Saved entries
··········

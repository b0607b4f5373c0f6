//! Action hook
//!
//! Contains:
//! - `ActionFilter` trait - for implementing filters
//! - `Next` - the remaining chain handed to each filter
//! - `ActionHook` - stores filters and runs the chain
//!
//! An `ActionHook` wraps a base action with an ordered onion of filters:
//! the first registered filter runs outermost, receives the rest of the
//! chain as `Next`, and may call it zero or more times, rewrite its
//! arguments, rewrite its result, or skip it entirely. The innermost link
//! is the base action supplied at the call site, so a hook with no filters
//! behaves exactly like a direct call.
//!
//! Registration takes `&mut self` and happens during startup only; the
//! wired hook set is then moved into `Arc` and shared read-only across
//! request tasks. Immutability during serving is enforced by construction,
//! not by locks.

use std::future::Future;
use std::sync::Arc;

use async_trait::async_trait;
use futures::future::BoxFuture;

use crate::core::PipelineResult;

/// Trait for filter implementations
///
/// Filters are async. A filter that only observes calls `next.call(args)`
/// and returns its result; a filter that overrides returns without calling
/// `next` at all.
#[async_trait]
pub trait ActionFilter<A, O>: Send + Sync
where
    A: Send + 'static,
    O: Send + 'static,
{
    /// Run the filter with the rest of the chain
    async fn filter(&self, next: Next<'_, A, O>, args: A) -> PipelineResult<O>;
}

/// Implement ActionFilter for closures
///
/// Uses Higher-Ranked Trait Bounds (HRTB) so the closure works with any
/// lifetime of the chain it receives.
#[async_trait]
impl<A, O, F> ActionFilter<A, O> for F
where
    A: Send + 'static,
    O: Send + 'static,
    F: for<'a> Fn(Next<'a, A, O>, A) -> BoxFuture<'a, PipelineResult<O>> + Send + Sync,
{
    async fn filter(&self, next: Next<'_, A, O>, args: A) -> PipelineResult<O> {
        (self)(next, args).await
    }
}

/// Type alias for stored filters
pub type ArcFilter<A, O> = Arc<dyn ActionFilter<A, O>>;

type BaseAction<'a, A, O> = &'a (dyn Fn(A) -> BoxFuture<'static, PipelineResult<O>> + Send + Sync);

/// The remaining links of a filter chain
///
/// `Next` is `Copy`, so a filter may invoke the tail of the chain more than
/// once (retries, fan-out) as long as it can produce the arguments again.
pub struct Next<'a, A, O> {
    filters: &'a [ArcFilter<A, O>],
    base: BaseAction<'a, A, O>,
}

impl<'a, A, O> Clone for Next<'a, A, O> {
    fn clone(&self) -> Self {
        *self
    }
}

impl<'a, A, O> Copy for Next<'a, A, O> {}

impl<'a, A, O> Next<'a, A, O>
where
    A: Send + 'static,
    O: Send + 'static,
{
    /// Invoke the rest of the chain, ending in the base action
    pub async fn call(self, args: A) -> PipelineResult<O> {
        match self.filters.split_first() {
            Some((head, rest)) => {
                let next = Next {
                    filters: rest,
                    base: self.base,
                };
                head.filter(next, args).await
            }
            None => (self.base)(args).await,
        }
    }
}

/// A composable, overridable async extension point
///
/// # Example
///
/// ```ignore
/// let mut hook: ActionHook<i64, i64> = ActionHook::new();
/// hook.register(DoubleResult);          // runs first
/// hook.register(AddOneToArgs);          // runs second, closest to the base
///
/// let hook = Arc::new(hook);            // frozen: serving phase
/// let result = hook.call_action(|n| async move { Ok(n * 10) }, 3).await?;
/// ```
pub struct ActionHook<A, O> {
    filters: Vec<ArcFilter<A, O>>,
}

impl<A, O> ActionHook<A, O>
where
    A: Send + 'static,
    O: Send + 'static,
{
    /// Create a hook with no filters
    pub fn new() -> Self {
        Self {
            filters: Vec::new(),
        }
    }

    /// Register a filter
    ///
    /// Filters run in registration order; the first registered is the
    /// outermost link. Registration happens at startup, before the hook is
    /// shared.
    pub fn register<F>(&mut self, filter: F)
    where
        F: ActionFilter<A, O> + 'static,
    {
        self.filters.push(Arc::new(filter));
    }

    /// Register a pre-built shared filter
    pub fn register_arc(&mut self, filter: ArcFilter<A, O>) {
        self.filters.push(filter);
    }

    /// Number of registered filters
    pub fn len(&self) -> usize {
        self.filters.len()
    }

    /// Check if any filters are registered
    pub fn is_empty(&self) -> bool {
        self.filters.is_empty()
    }

    /// Run the chain around a base action
    ///
    /// With no registered filters this is behaviorally identical to calling
    /// `action(args)` directly. Errors from filters or the base action
    /// propagate unmodified.
    pub async fn call_action<F, Fut>(&self, action: F, args: A) -> PipelineResult<O>
    where
        F: Fn(A) -> Fut + Send + Sync,
        Fut: Future<Output = PipelineResult<O>> + Send + 'static,
    {
        let base = move |args: A| -> BoxFuture<'static, PipelineResult<O>> {
            Box::pin(action(args))
        };
        let next = Next {
            filters: &self.filters,
            base: &base,
        };
        next.call(args).await
    }
}

impl<A, O> Default for ActionHook<A, O>
where
    A: Send + 'static,
    O: Send + 'static,
{
    fn default() -> Self {
        Self::new()
    }
}

impl<A, O> std::fmt::Debug for ActionHook<A, O> {
    fn fmt(&self, f: &mut std::fmt::Formatter<'_>) -> std::fmt::Result {
        f.debug_struct("ActionHook")
            .field("filters", &self.filters.len())
            .finish()
    }
}

#[cfg(test)]
mod tests {
    use std::sync::Mutex;

    use super::*;
    use crate::core::PipelineError;

    async fn base_action(n: i64) -> PipelineResult<i64> {
        Ok(n * 10)
    }

    /// Records its tag, then delegates
    struct Tracer {
        tag: &'static str,
        log: Arc<Mutex<Vec<&'static str>>>,
    }

    #[async_trait]
    impl ActionFilter<i64, i64> for Tracer {
        async fn filter(&self, next: Next<'_, i64, i64>, args: i64) -> PipelineResult<i64> {
            self.log.lock().unwrap().push(self.tag);
            next.call(args).await
        }
    }

    /// Adds one to the argument before delegating
    struct AddOne;

    #[async_trait]
    impl ActionFilter<i64, i64> for AddOne {
        async fn filter(&self, next: Next<'_, i64, i64>, args: i64) -> PipelineResult<i64> {
            next.call(args + 1).await
        }
    }

    /// Never calls the rest of the chain
    struct ShortCircuit;

    #[async_trait]
    impl ActionFilter<i64, i64> for ShortCircuit {
        async fn filter(&self, _next: Next<'_, i64, i64>, _args: i64) -> PipelineResult<i64> {
            Ok(-1)
        }
    }

    #[tokio::test]
    async fn test_no_filters_is_direct_call() {
        let hook: ActionHook<i64, i64> = ActionHook::new();
        assert!(hook.is_empty());

        for n in [-3, 0, 7] {
            assert_eq!(hook.call_action(base_action, n).await.unwrap(), n * 10);
        }
    }

    #[tokio::test]
    async fn test_registration_order_is_invocation_order() {
        let log = Arc::new(Mutex::new(Vec::new()));
        let mut hook: ActionHook<i64, i64> = ActionHook::new();
        hook.register(Tracer {
            tag: "first",
            log: log.clone(),
        });
        hook.register(Tracer {
            tag: "second",
            log: log.clone(),
        });

        // Stable across repeated calls
        for _ in 0..3 {
            hook.call_action(base_action, 1).await.unwrap();
        }
        assert_eq!(
            *log.lock().unwrap(),
            vec!["first", "second", "first", "second", "first", "second"]
        );
    }

    #[tokio::test]
    async fn test_filter_transforms_arguments() {
        let mut hook: ActionHook<i64, i64> = ActionHook::new();
        hook.register(AddOne);
        hook.register(AddOne);

        assert_eq!(hook.call_action(base_action, 1).await.unwrap(), 30);
    }

    #[tokio::test]
    async fn test_filter_short_circuits() {
        let log = Arc::new(Mutex::new(Vec::new()));
        let mut hook: ActionHook<i64, i64> = ActionHook::new();
        hook.register(ShortCircuit);
        hook.register(Tracer {
            tag: "unreachable",
            log: log.clone(),
        });

        assert_eq!(hook.call_action(base_action, 1).await.unwrap(), -1);
        assert!(log.lock().unwrap().is_empty());
    }

    #[tokio::test]
    async fn test_filter_can_call_next_twice() {
        struct Twice;

        #[async_trait]
        impl ActionFilter<i64, i64> for Twice {
            async fn filter(&self, next: Next<'_, i64, i64>, args: i64) -> PipelineResult<i64> {
                let first = next.call(args).await?;
                let second = next.call(args).await?;
                Ok(first + second)
            }
        }

        let mut hook: ActionHook<i64, i64> = ActionHook::new();
        hook.register(Twice);
        assert_eq!(hook.call_action(base_action, 2).await.unwrap(), 40);
    }

    #[tokio::test]
    async fn test_errors_propagate_unmodified() {
        async fn failing_action(_: i64) -> PipelineResult<i64> {
            Err(PipelineError::store("down"))
        }

        let log = Arc::new(Mutex::new(Vec::new()));
        let mut hook: ActionHook<i64, i64> = ActionHook::new();
        hook.register(Tracer {
            tag: "seen",
            log: log.clone(),
        });

        let err = hook.call_action(failing_action, 1).await.unwrap_err();
        assert!(matches!(err, PipelineError::Store(_)));
        assert_eq!(*log.lock().unwrap(), vec!["seen"]);
    }

    #[tokio::test]
    async fn test_function_filter() {
        fn add_five(next: Next<'_, i64, i64>, args: i64) -> BoxFuture<'_, PipelineResult<i64>> {
            Box::pin(async move { Ok(next.call(args).await? + 5) })
        }

        let mut hook: ActionHook<i64, i64> = ActionHook::new();
        hook.register(add_five);

        assert_eq!(hook.call_action(base_action, 1).await.unwrap(), 15);
    }
}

··········

# EXERCISE OBJECTIVE
Search the entries above for the string "core". Copy each line that holds it.

# SOLUTION
use crate::core::PipelineResult;
    use crate::core::PipelineError;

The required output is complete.